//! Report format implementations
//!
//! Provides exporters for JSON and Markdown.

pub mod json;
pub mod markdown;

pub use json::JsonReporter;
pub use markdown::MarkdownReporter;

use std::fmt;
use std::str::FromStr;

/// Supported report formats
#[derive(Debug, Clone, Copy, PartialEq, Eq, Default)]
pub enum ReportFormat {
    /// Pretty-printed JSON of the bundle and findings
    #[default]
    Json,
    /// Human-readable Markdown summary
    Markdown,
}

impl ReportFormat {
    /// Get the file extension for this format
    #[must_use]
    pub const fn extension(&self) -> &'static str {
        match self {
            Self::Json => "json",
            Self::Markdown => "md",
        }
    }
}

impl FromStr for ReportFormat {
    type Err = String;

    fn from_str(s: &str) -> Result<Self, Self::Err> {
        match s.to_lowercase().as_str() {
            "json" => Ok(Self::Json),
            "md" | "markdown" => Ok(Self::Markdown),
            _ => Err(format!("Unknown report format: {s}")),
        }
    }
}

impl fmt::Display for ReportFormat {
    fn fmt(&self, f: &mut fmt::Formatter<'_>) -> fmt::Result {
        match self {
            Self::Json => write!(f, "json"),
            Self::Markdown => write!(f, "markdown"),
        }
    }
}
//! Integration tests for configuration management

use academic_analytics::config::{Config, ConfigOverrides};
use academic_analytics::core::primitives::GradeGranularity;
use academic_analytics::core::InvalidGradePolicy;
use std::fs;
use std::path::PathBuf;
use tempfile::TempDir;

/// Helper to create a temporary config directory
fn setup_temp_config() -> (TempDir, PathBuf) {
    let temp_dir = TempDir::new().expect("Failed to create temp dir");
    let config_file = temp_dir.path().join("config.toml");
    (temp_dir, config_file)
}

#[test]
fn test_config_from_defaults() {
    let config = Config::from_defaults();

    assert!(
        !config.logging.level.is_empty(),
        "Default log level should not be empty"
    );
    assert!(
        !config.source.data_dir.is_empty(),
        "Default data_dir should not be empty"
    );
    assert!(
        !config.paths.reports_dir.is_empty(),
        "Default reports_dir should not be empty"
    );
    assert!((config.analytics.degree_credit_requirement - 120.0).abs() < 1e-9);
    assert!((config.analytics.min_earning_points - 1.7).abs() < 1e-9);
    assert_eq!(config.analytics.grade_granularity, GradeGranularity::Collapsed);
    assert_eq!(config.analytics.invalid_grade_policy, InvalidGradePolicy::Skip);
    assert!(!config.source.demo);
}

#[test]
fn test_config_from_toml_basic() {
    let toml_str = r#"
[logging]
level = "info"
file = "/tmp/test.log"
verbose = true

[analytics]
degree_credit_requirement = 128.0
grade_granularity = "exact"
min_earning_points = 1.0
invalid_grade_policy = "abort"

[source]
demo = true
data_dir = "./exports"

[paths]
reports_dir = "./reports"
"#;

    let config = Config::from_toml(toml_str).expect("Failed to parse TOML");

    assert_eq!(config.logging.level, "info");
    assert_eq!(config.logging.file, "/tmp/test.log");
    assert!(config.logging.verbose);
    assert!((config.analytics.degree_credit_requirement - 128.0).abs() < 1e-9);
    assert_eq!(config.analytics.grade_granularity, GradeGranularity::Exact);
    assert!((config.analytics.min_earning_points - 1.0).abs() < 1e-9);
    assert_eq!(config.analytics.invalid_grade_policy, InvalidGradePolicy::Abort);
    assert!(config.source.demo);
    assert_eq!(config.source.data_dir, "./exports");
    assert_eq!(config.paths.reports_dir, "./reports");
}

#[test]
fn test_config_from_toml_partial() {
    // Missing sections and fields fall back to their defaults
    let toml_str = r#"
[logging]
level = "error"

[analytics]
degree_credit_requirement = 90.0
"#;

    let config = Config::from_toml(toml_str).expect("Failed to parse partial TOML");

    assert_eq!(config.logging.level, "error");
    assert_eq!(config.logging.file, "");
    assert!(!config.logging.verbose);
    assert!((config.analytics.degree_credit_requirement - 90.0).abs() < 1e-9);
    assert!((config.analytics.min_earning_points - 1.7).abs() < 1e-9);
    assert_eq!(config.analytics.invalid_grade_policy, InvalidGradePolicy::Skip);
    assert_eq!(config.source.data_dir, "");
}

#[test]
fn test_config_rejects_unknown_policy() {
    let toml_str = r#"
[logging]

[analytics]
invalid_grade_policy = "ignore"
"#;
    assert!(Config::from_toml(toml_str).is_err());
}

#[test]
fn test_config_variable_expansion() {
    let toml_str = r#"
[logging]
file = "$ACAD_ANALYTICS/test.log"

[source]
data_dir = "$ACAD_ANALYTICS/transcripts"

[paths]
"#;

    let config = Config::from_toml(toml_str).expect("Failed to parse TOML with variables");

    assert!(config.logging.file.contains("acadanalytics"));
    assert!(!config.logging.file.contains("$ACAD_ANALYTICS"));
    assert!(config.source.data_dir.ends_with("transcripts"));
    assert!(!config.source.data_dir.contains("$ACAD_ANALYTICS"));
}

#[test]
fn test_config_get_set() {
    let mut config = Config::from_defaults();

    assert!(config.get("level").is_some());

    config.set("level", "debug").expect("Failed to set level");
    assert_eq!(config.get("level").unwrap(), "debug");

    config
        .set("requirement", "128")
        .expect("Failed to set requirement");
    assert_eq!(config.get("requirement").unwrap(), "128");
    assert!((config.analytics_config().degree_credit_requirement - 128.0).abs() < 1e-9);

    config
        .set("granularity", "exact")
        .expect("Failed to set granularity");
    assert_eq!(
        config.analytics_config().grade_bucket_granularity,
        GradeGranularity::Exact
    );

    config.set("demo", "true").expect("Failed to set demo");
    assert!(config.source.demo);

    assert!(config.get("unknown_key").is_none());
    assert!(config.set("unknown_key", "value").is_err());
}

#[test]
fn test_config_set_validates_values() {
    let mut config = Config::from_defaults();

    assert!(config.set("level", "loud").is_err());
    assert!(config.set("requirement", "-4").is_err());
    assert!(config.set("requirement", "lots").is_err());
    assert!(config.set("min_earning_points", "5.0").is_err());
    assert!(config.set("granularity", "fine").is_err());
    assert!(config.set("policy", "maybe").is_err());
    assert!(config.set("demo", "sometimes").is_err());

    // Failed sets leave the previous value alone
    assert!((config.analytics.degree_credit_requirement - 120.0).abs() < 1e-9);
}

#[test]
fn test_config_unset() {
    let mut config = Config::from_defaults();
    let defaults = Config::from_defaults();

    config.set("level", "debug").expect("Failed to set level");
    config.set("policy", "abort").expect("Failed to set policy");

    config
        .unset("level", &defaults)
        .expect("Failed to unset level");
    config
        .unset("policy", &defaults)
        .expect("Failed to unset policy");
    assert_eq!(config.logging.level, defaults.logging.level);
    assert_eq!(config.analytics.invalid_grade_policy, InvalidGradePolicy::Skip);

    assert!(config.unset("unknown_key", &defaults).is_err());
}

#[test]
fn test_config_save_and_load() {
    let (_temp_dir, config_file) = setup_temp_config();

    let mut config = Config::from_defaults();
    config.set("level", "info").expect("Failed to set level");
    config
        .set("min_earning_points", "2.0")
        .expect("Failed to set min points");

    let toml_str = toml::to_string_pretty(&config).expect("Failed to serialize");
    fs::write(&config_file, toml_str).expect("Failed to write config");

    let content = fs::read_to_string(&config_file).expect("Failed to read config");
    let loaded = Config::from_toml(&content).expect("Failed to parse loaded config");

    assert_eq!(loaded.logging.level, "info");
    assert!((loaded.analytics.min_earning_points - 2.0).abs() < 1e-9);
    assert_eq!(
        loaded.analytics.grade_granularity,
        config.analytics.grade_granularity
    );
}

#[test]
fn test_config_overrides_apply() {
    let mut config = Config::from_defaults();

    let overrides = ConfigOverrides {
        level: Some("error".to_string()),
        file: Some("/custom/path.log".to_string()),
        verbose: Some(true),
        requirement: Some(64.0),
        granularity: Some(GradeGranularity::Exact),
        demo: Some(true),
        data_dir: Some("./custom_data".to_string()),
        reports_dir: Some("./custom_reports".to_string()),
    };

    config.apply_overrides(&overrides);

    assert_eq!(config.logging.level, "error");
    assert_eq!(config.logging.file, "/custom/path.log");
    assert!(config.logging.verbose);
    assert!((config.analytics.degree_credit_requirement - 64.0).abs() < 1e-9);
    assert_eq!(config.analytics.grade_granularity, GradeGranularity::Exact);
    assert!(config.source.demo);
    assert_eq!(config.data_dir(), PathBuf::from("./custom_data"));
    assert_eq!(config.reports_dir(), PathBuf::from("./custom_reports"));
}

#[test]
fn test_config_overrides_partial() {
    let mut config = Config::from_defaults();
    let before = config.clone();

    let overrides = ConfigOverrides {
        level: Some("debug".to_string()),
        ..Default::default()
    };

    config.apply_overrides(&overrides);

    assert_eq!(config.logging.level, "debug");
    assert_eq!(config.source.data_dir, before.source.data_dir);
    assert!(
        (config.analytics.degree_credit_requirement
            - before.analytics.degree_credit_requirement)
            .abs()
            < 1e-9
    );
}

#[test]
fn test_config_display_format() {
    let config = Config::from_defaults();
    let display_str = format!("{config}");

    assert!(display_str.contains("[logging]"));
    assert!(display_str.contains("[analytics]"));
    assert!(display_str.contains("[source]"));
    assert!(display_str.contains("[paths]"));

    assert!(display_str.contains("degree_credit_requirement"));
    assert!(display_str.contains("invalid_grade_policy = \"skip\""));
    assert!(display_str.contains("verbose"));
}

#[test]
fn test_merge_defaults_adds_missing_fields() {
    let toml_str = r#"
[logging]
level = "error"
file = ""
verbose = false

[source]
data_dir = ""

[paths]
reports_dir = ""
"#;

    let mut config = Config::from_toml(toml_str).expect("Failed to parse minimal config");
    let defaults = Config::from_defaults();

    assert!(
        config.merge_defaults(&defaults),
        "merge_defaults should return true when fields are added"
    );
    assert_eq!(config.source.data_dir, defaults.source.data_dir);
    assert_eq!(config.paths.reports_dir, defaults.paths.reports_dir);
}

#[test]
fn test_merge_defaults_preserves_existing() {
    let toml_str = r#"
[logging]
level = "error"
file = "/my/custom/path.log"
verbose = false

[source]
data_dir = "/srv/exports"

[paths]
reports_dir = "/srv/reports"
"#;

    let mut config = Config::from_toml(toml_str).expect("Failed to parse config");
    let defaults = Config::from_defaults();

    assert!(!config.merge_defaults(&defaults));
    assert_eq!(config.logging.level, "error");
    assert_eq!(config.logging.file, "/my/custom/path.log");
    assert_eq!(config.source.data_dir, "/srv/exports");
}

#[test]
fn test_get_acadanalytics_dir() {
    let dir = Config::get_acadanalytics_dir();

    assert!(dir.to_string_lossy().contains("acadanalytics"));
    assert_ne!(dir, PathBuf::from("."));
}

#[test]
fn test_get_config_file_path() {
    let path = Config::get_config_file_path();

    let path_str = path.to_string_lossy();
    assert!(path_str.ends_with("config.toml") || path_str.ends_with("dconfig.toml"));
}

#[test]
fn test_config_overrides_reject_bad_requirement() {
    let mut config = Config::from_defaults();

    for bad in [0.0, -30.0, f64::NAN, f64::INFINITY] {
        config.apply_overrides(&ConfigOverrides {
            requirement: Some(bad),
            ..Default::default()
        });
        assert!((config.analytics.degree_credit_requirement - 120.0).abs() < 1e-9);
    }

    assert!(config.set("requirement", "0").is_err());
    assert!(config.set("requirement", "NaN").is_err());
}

═══

WORK ORDER >> Locate all lines in the listing above with the word "loaded" and copy them.

EXERCISE ANSWER >>
    let loaded = Config::from_toml(&content).expect("Failed to parse loaded config");
    assert_eq!(loaded.logging.level, "info");
    assert!((loaded.analytics.min_earning_points - 2.0).abs() < 1e-9);
        loaded.analytics.grade_granularity,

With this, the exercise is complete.